On Tuesday, the Explorers seniors knew that, but also weren’t ready to think about it yet.
“It goes beyond the game of baseball,” Cossetti said. “It’s about family here at La Salle and that’s what we were, a family. We all connected through baseball and I call these guys my brothers, I’m sad to see them go.”
Werman noted most teams end on a loss and understood the emotions the entire team showed after the end of Tuesday’s contest. It will be a vastly different looking La Salle team next year but Werman felt the seniors left a strong legacy that should shape the program in coming seasons.
“We played the same baseball every day and that’s hard to do in high school baseball,” Werman said. “Our guys composed themselves to allow us to have a chance to win every time we stepped on the field. For our young guys, we have a group of juniors and a sophomore in this group along for the ride and my hope is they can pick up how our seniors carried themselves every day.”
“Being a senior-heavy group put the juniors in hard spot because there’s a lot of talented juniors there who could be playing but I think we tried to set a good role model for them,” Marasheski said. “We talked about it all year, being a team and that’s why it hurts so much because we were a team and were so close-knit.”
Sortino, who is attending Villanova and hoping to walk on the baseball team there, went out with a 4-for-4 day out of the No. 8 spot while fellow senior Matt Acker had three sac bunts and a single in the No. 9 spot.
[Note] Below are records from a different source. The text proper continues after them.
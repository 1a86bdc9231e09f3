//! Dungeon Map Model Library
//!
//! Rendering-agnostic data structures for a tile-based dungeon game:
//! - Tile, biome and layer enumerations
//! - Asset definitions (templates) and asset instances (placed usages)
//! - Asset manager trait with in-memory and file-backed stores
//! - Tiles with gameplay flags, fog-of-war state and destructible health
//! - Map layers (row-major tile grids) stacked into a map
//! - Map metadata serialization to JSON
//! - Configuration and structured logging

pub mod assets;
pub mod config;
pub mod constants;
pub mod enums;
pub mod logging;
pub mod map;
pub mod tile;

pub use assets::{
    AssetDefinition, AssetError, AssetInstance, AssetManager, FileAssetManager,
    InMemoryAssetManager, InstanceOverrides, SharedAssetInstance,
};
pub use enums::{BiomeType, LayerType, ParseEnumError, TileType};
pub use map::{MapData, MapLayer};
pub use tile::{Tile, TileBuilder};

/// Open string-keyed property bag carried by tiles, layers, maps and assets.
pub type Properties = std::collections::HashMap<String, serde_json::Value>;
Both players could easily hit higher on many other lineups but embraced their roles as part of a winning team.
While his time at La Salle is up, Sortino noted a lot of the players are staying relatively close for college and the entire season is one he’ll remember for years to come.
“I came to varsity as a junior, most of my close friends were there as sophomores but it just allowed us to become closer,” Sortino said. “I developed those friendships a lot and even the juniors coming up this year became close friends with us in the senior class. I hope they’re able to keep the comraderie in the dugout and how well we got along.
“We kept it loose all season long, even in a game like this down to the end. In prior seasons, we’d tighten up and things would go bad but this year we kept it loose, had fun and we were winning games.”
Both Cossetti and Marasheski agreed with Sortino that they’d stay close with their teammates no matter if it were one, five, 10 or more years down the road. It’s also what prompted the shortstop, one last time, to feel dirt under his cleats in a La Salle uniform.
“I just didn’t want it to end, I wanted one last view, one last feel out there,” Marasheski said. “That’s what made it so emotional at the end, thinking of my teammates.
“It hurts right now, it’s probably going to hurt for a while but I know when I think back on it, I’ll be happy with what we were able to accomplish.”